Dopo aver parlato della montagna d’inverno e quindi di ipotermia iniziamo a parlare di trauma e di eventi traumatici.
Un grosso fattore limitante quando si va in montagna, soprattutto nell’alpinismo in quota, è il peso: tutti sappiamo che mezzo chilo in più nello zaino, portato per tante ore e chilometri, oltre che per un dislivello importante, può comportare un grosso limite durante la nostra escursione.
In base all’attività che stiamo svolgendo sia essa una semplice escursione, un’arrampicata, una via alpinistica o una ferrata, cadute, urti sulla parete o cadute di sassi sono sempre eventi potenzialmente pericolosi: quanti di noi indossano il casco quando sono su un tratto con possibile caduta sassi? Quanti lo usano in falesia? Molto probabilmente tutti, almeno una volta nella vita, abbiamo rinunciato a portarci il casco dietro (ingombrante e scomodo) pur sapendo dei possibili rischi legati ad un trauma cranico o lesione cerebrale: in questi casi indossarlo potrebbe preservare il malcapitato da lesioni potenzialmente mortali, ma non eviterà in assoluto ferite lacero-contuse, commozioni cerebrali o trauma cranici.

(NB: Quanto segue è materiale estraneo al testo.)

use std::sync::Arc;

use anyhow::{Context, Result};
use clap::{Parser, Subcommand};
use inquire::{CustomType, Select, Text};
use tracing::debug;

use voyage_core::{
    AdvisoryEngine, Config, MemoryStore, NewVessel, ProviderId, SearchArea, SystemClock, UserId,
    provider::{ForecastProvider, default_provider_from_config, provider_from_config},
};

use crate::output;

/// Owner of the vessels this process registers for itself.
const LOCAL_USER: &str = "local";

/// Top-level CLI struct.
#[derive(Debug, Parser)]
#[command(name = "voyage", version, about = "Weather-aware speed advisories for vessels")]
pub struct Cli {
    /// Forecast provider for this run, e.g. "open-meteo" or "static".
    #[arg(long, global = true)]
    pub provider: Option<String>,

    /// Print JSON instead of text.
    #[arg(long, global = true)]
    pub json: bool,

    #[command(subcommand)]
    pub command: Command,
}

#[derive(Debug, Subcommand)]
pub enum Command {
    /// Choose the default provider and its credentials.
    Configure {
        /// Provider short name; prompted for when absent.
        provider: Option<String>,
    },

    /// Show the daily marine forecast for a position.
    #[command(allow_negative_numbers = true)]
    Forecast {
        lat: f64,
        lon: f64,

        /// Last forecast day to show (0 is today).
        #[arg(long)]
        days: Option<u8>,
    },

    /// Recommend a speed for today's weather at a position.
    #[command(allow_negative_numbers = true)]
    Advise {
        lat: f64,
        lon: f64,

        /// Planned speed in knots; the configured baseline when absent.
        #[arg(long)]
        baseline: Option<f64>,

        /// Vessel name shown in the output.
        #[arg(long, default_value = "Unnamed vessel")]
        vessel: String,
    },

    /// List active hazard alerts whose footprint reaches a position.
    #[command(allow_negative_numbers = true)]
    Alerts {
        lat: f64,
        lon: f64,

        /// Search radius around the position, in km.
        #[arg(long, default_value_t = 0.0)]
        radius: f64,
    },
}

impl Cli {
    pub async fn run(self) -> Result<()> {
        let mut config = Config::load()?;

        match self.command {
            Command::Configure { ref provider } => configure(&mut config, provider.as_deref()),
            Command::Forecast { lat, lon, days } => {
                let (engine, _) = self.engine(&config)?;
                let snapshots = engine.forecast(lat, lon, days).await?;
                output::forecast(&snapshots, self.json)
            }
            Command::Advise {
                lat,
                lon,
                baseline,
                ref vessel,
            } => {
                let (engine, store) = self.engine(&config)?;
                let owner = UserId::from(LOCAL_USER);
                let vessel = store.add_vessel(NewVessel::named(owner.clone(), vessel.as_str()));
                debug!(vessel = %vessel.id, name = %vessel.name, "Registered local vessel");

                let result = engine
                    .compute_advisory(&owner, vessel.id, lat, lon, baseline)
                    .await?;
                output::advisory(&vessel, &result, self.json)
            }
            Command::Alerts { lat, lon, radius } => {
                let area = SearchArea::new(lat, lon, radius)?;
                let (engine, _) = self.engine(&config)?;
                engine.forecast(lat, lon, None).await?;

                let alerts = engine.list_active_alerts(Some(area)).await?;
                output::alerts(&alerts, self.json)
            }
        }
    }

    /// Engine over a fresh in-process store.
    fn engine(&self, config: &Config) -> Result<(AdvisoryEngine, Arc<MemoryStore>)> {
        let provider = self.forecast_provider(config)?;
        let store = Arc::new(MemoryStore::new());
        let engine = AdvisoryEngine::new(store.clone(), provider, Arc::new(SystemClock), config);
        Ok((engine, store))
    }

    fn forecast_provider(&self, config: &Config) -> Result<Arc<dyn ForecastProvider>> {
        match &self.provider {
            Some(name) => {
                let id = ProviderId::try_from(name.as_str())?;
                provider_from_config(id, config)
            }
            None => default_provider_from_config(config),
        }
    }
}

fn configure(config: &mut Config, provider: Option<&str>) -> Result<()> {
    let id = match provider {
        Some(name) => ProviderId::try_from(name)?,
        None => Select::new("Default forecast provider:", ProviderId::all().to_vec())
            .prompt()
            .context("Provider selection aborted")?,
    };
    config.set_default_provider(id);

    if id == ProviderId::OpenMeteo {
        let current = config.provider_api_key(id).unwrap_or_default().to_string();
        let api_key = Text::new("Open-Meteo API key (leave empty for the free tier):")
            .with_default(&current)
            .prompt()
            .context("API key prompt aborted")?;
        config.upsert_provider_api_key(id, api_key);
    }

    config.advisory.baseline_speed_knots = CustomType::<f64>::new("Baseline speed (knots):")
        .with_default(config.advisory.baseline_speed_knots)
        .with_error_message("Please enter a number, e.g. 12.5")
        .prompt()
        .context("Baseline speed prompt aborted")?;

    config.save()?;
    println!(
        "Saved configuration to {}",
        Config::config_file_path()?.display()
    );

    Ok(())
}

Quello che è fondamentale comunicare da parte di chi ha assistito all’incidente è: la dinamica. Conoscere cosa sia successo e le modalità che hanno portato al trauma è un fattore importante per valutare traumi maggiori da quelli di minore entità.

Nella gestione del trauma, sicuramente una delle parti del corpo che cerchiamo di tutelare maggiormente è la testa: un trauma cranico, senza entrare troppo nel campo medico, ha dei sintomi che non andrebbero mai sottovalutati e, visto che questo articolo divulgativo è rivolto a personale “laico” (personale non sanitario), utilizzeremo un metodo molto semplice e speditivo insegnato in tutti i corsi PTC (Pre-hospital Trauma Care, secondo linee guida della società scientifica IRC), per valutare lo stato di coscienza: uno stato vigile ed orientato è l’unico segno di “normalità”; difficoltà di movimento o disturbi del linguaggio, mal di testa, vertigini, nausea, vomito, disorientamento, confusione, disturbi visivi sono, invece, tutti sintomi di problematica di tipo traumatico (l’elenco non è esaustivo). La persona infortunata, in questo caso, va fatta sedere con la parte superiore del busto eretta, non va somministrato cibo o acqua, le ferite lacero-contuse vanno coperte con garze sterili, il corpo deve essere tenuto al caldo.
Scontato ma, repetita iuvant, in queste situazioni si devono immediatamente allertare i soccorsi tramite i numeri che si conoscono (118/112) e cercare di fornire quanti più elementi possibile alla centrale operativa tra i quali:
- dati dell’infortunato, numero di telefono dalla quale si sta chiamando;
- descrizione dell’evento, orario dell’accaduto, numero infortunati, pericoli presenti o potenziali;
- stato di coscienza/incoscienza (appena descritto quindi: vigile ed orientato o vigile ma non orientato o incosciente)[1].

[1] Il soccorso specializzato usa un metodo speditivo denominato AVPU (non è l’unico) per classificare lo stato di coscienza: Allert, Verbal/Vocal, Painful, Unresponsive quindi paziente sveglio cosciente e reattivo, paziente che reagisce ad uno stimolo verbale, paziente che reagisce ad uno stimolo doloroso, paziente incosciente. Si prende a riferimento la migliore risposta delle quattro.
Il contenuto di questo articolo è a titolo prettamente informativo e non costituisce una base sufficiente per poter affrontare in sicurezza la montagna. Si invitano gli interessati a seguire appositi corsi organizzati dai professionisti del settore.